- [What to do]: A line containing "pub struct CodebeamerConfig" appears in the material below. Return exactly every line from the first through that one, and only those.

- [Data records]:
BEGIN

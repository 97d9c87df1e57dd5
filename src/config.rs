use color_eyre::{eyre::eyre, Result};
use serde::Deserialize;
use std::path::{Path, PathBuf};
use std::time::Duration;
use tracing::debug;

use crate::codebeamer::ClientSettings;

#[derive(Debug, Clone, Default, Deserialize, PartialEq)]
#[serde(default)]
pub struct Config {
  pub codebeamer: CodebeamerConfig,
  pub limits: LimitsConfig,
  pub cache: CacheConfig,
}

#[derive(Debug, Clone, Deserialize, PartialEq)]
#[serde(default)]
pub struct CodebeamerConfig {
  /// Base URL of the instance, without the `/v3` suffix
  pub url: String,
  pub ssl_verify: SslVerify,
  pub timeout_secs: u64,
}

impl Default for CodebeamerConfig {
  fn default() -> Self {
    Self {
      url: "https://your-codebeamer.com".to_string(),
      ssl_verify: SslVerify::default(),
      timeout_secs: 30,
    }
  }
}

/// TLS certificate verification mode.
#[derive(Debug, Clone, Deserialize, PartialEq, Eq)]
#[serde(untagged)]
pub enum SslVerify {
  /// Verify against the system roots, or skip verification entirely
  Enabled(bool),
  /// Verify against an additional CA bundle (PEM)
  CaBundle(PathBuf),
}

impl Default for SslVerify {
  fn default() -> Self {
    SslVerify::Enabled(true)
  }
}

impl SslVerify {
  /// Parse `true`/`false` (any case), anything else is a bundle path.
  fn parse(value: &str) -> Self {
    match value.trim().to_lowercase().as_str() {
      "true" => SslVerify::Enabled(true),
      "false" => SslVerify::Enabled(false),
      _ => SslVerify::CaBundle(PathBuf::from(value.trim())),
    }
  }
}

#[derive(Debug, Clone, Deserialize, PartialEq, Eq)]
#[serde(default)]
pub struct LimitsConfig {
  /// Calls allowed per rolling window
  pub max_calls: usize,
  pub window_secs: u64,
}

impl Default for LimitsConfig {
  fn default() -> Self {
    Self {
      max_calls: 60,
      window_secs: 60,
    }
  }
}

#[derive(Debug, Clone, Deserialize, PartialEq, Eq)]
#[serde(default)]
pub struct CacheConfig {
  pub default_ttl_secs: u64,
}

impl Default for CacheConfig {
  fn default() -> Self {
    Self {
      default_ttl_secs: 300,
    }
  }
}

impl Config {
  /// Load configuration from file, then apply environment overrides.
  ///
  /// Search order:
  /// 1. Explicit path if provided
  /// 2. ./cbgate.yaml (current directory)
  /// 3. $XDG_CONFIG_HOME/cbgate/config.yaml
  ///
  /// Without a file the defaults apply.
  pub fn load(explicit_path: Option<&Path>) -> Result<Self> {
    let path = if let Some(p) = explicit_path {
      if p.exists() {
        Some(p.to_path_buf())
      } else {
        return Err(eyre!("Config file not found: {}", p.display()));
      }
    } else {
      Self::find_config_file()
    };

    let mut config = match path {
      Some(p) => Self::load_from_path(&p)?,
      None => {
        debug!("No configuration file found, using defaults");
        Config::default()
      }
    };

    config.apply_env(|key| std::env::var(key).ok())?;
    config.validate()?;
    Ok(config)
  }

  fn find_config_file() -> Option<PathBuf> {
    // Check current directory
    let local = PathBuf::from("cbgate.yaml");
    if local.exists() {
      return Some(local);
    }

    // Check XDG config directory
    if let Some(config_dir) = dirs::config_dir() {
      let xdg_path = config_dir.join("cbgate").join("config.yaml");
      if xdg_path.exists() {
        return Some(xdg_path);
      }
    }

    None
  }

  fn load_from_path(path: &Path) -> Result<Self> {
    let contents = std::fs::read_to_string(path)
      .map_err(|e| eyre!("Failed to read config file {}: {}", path.display(), e))?;

    let config: Config = serde_yaml::from_str(&contents)
      .map_err(|e| eyre!("Failed to parse config file {}: {}", path.display(), e))?;

    debug!(path = %path.display(), "Loaded configuration");
    Ok(config)
  }

  /// Override file values with `CODEBEAMER_*` environment variables.
  pub fn apply_env(&mut self, var: impl Fn(&str) -> Option<String>) -> Result<()> {
    if let Some(url) = var("CODEBEAMER_URL") {
      self.codebeamer.url = url;
    }
    if let Some(value) = var("CODEBEAMER_MAX_CALLS") {
      self.limits.max_calls = parse_number("CODEBEAMER_MAX_CALLS", &value)?;
    }
    if let Some(value) = var("CODEBEAMER_CACHE_TTL") {
      self.cache.default_ttl_secs = parse_number("CODEBEAMER_CACHE_TTL", &value)?;
    }
    if let Some(value) = var("CODEBEAMER_TIMEOUT") {
      self.codebeamer.timeout_secs = parse_number("CODEBEAMER_TIMEOUT", &value)?;
    }
    if let Some(value) = var("CODEBEAMER_SSL_VERIFY") {
      self.codebeamer.ssl_verify = SslVerify::parse(&value);
    }
    Ok(())
  }

  pub fn validate(&self) -> Result<()> {
    url::Url::parse(&self.codebeamer.url)
      .map_err(|e| eyre!("Invalid Codebeamer URL '{}': {}", self.codebeamer.url, e))?;
    if self.limits.max_calls == 0 {
      return Err(eyre!("limits.max_calls must be greater than zero"));
    }
    if self.limits.window_secs == 0 {
      return Err(eyre!("limits.window_secs must be greater than zero"));
    }
    Ok(())
  }

  pub fn timeout(&self) -> Duration {
    Duration::from_secs(self.codebeamer.timeout_secs)
  }

  pub fn client_settings(&self) -> ClientSettings {
    ClientSettings {
      max_calls: self.limits.max_calls,
      window: Duration::from_secs(self.limits.window_secs),
      default_ttl: Duration::from_secs(self.cache.default_ttl_secs),
    }
  }

  /// Get the Codebeamer API token from environment variables.
  ///
  /// Checks CBGATE_API_KEY first, then CODEBEAMER_API_KEY as fallback.
  pub fn get_api_token() -> Result<String> {
    std::env::var("CBGATE_API_KEY")
      .or_else(|_| std::env::var("CODEBEAMER_API_KEY"))
      .ok()
      .filter(|token| !token.is_empty())
      .ok_or_else(|| {
        eyre!("Codebeamer API token not found. Set CBGATE_API_KEY or CODEBEAMER_API_KEY environment variable.")
      })
  }
}

fn parse_number<T: std::str::FromStr>(name: &str, value: &str) -> Result<T> {
  value
    .trim()
    .parse()
    .map_err(|_| eyre!("{} must be a non-negative integer, got '{}'", name, value))
}

#[cfg(test)]
mod tests {
  use super::*;
  use std::collections::HashMap;

  fn env(pairs: &[(&str, &str)]) -> impl Fn(&str) -> Option<String> {
    let vars: HashMap<String, String> = pairs
      .iter()
      .map(|(k, v)| (k.to_string(), v.to_string()))
      .collect();
    move |key: &str| vars.get(key).cloned()
  }

  #[test]
  fn test_defaults() {
    let config = Config::default();
    let settings = config.client_settings();
    assert_eq!(settings, ClientSettings::default());
    assert_eq!(config.timeout(), Duration::from_secs(30));
    assert_eq!(config.codebeamer.ssl_verify, SslVerify::Enabled(true));
  }

  #[test]
  fn test_partial_yaml_keeps_defaults() {
    let yaml = r#"
codebeamer:
  url: https://cb.example.com
  ssl_verify: /etc/ssl/corp.pem
limits:
  max_calls: 10
"#;
    let config: Config = serde_yaml::from_str(yaml).unwrap();
    assert_eq!(config.codebeamer.url, "https://cb.example.com");
    assert_eq!(
      config.codebeamer.ssl_verify,
      SslVerify::CaBundle(PathBuf::from("/etc/ssl/corp.pem"))
    );
    assert_eq!(config.limits.max_calls, 10);
    assert_eq!(config.limits.window_secs, 60);
    assert_eq!(config.cache.default_ttl_secs, 300);
  }

  #[test]
  fn test_yaml_ssl_verify_bool() {
    let config: Config = serde_yaml::from_str("codebeamer:\n  ssl_verify: false\n").unwrap();
    assert_eq!(config.codebeamer.ssl_verify, SslVerify::Enabled(false));
  }

  #[test]
  fn test_env_overrides() {
    let mut config = Config::default();
    config
      .apply_env(env(&[
        ("CODEBEAMER_URL", "https://cb.local"),
        ("CODEBEAMER_MAX_CALLS", "5"),
        ("CODEBEAMER_CACHE_TTL", "60"),
        ("CODEBEAMER_SSL_VERIFY", "False"),
        ("CODEBEAMER_TIMEOUT", "10"),
      ]))
      .unwrap();

    assert_eq!(config.codebeamer.url, "https://cb.local");
    assert_eq!(config.limits.max_calls, 5);
    assert_eq!(config.cache.default_ttl_secs, 60);
    assert_eq!(config.codebeamer.ssl_verify, SslVerify::Enabled(false));
    assert_eq!(config.timeout(), Duration::from_secs(10));
  }

  #[test]
  fn test_env_rejects_bad_number() {
    let mut config = Config::default();
    let err = config
      .apply_env(env(&[("CODEBEAMER_MAX_CALLS", "many")]))
      .unwrap_err();
    assert!(err.to_string().contains("CODEBEAMER_MAX_CALLS"));
  }

  #[test]
  fn test_ssl_verify_path() {
    assert_eq!(
      SslVerify::parse("/certs/ca.pem"),
      SslVerify::CaBundle(PathBuf::from("/certs/ca.pem"))
    );
    assert_eq!(SslVerify::parse("TRUE"), SslVerify::Enabled(true));
  }

  #[test]
  fn test_validate() {
    assert!(Config::default().validate().is_ok());

    let mut config = Config::default();
    config.limits.max_calls = 0;
    assert!(config.validate().is_err());

    let mut config = Config::default();
    config.codebeamer.url = "not a url".to_string();
    assert!(config.validate().is_err());
  }
}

END

- [Solution]:
repository 97d9c87df1e57dd5
filename src/config.rs
use color_eyre::{eyre::eyre, Result};
use serde::Deserialize;
use std::path::{Path, PathBuf};
use std::time::Duration;
use tracing::debug;

use crate::codebeamer::ClientSettings;

#[derive(Debug, Clone, Default, Deserialize, PartialEq)]
#[serde(default)]
pub struct Config {
  pub codebeamer: CodebeamerConfig,
  pub limits: LimitsConfig,
  pub cache: CacheConfig,
}

#[derive(Debug, Clone, Deserialize, PartialEq)]
#[serde(default)]
pub struct CodebeamerConfig {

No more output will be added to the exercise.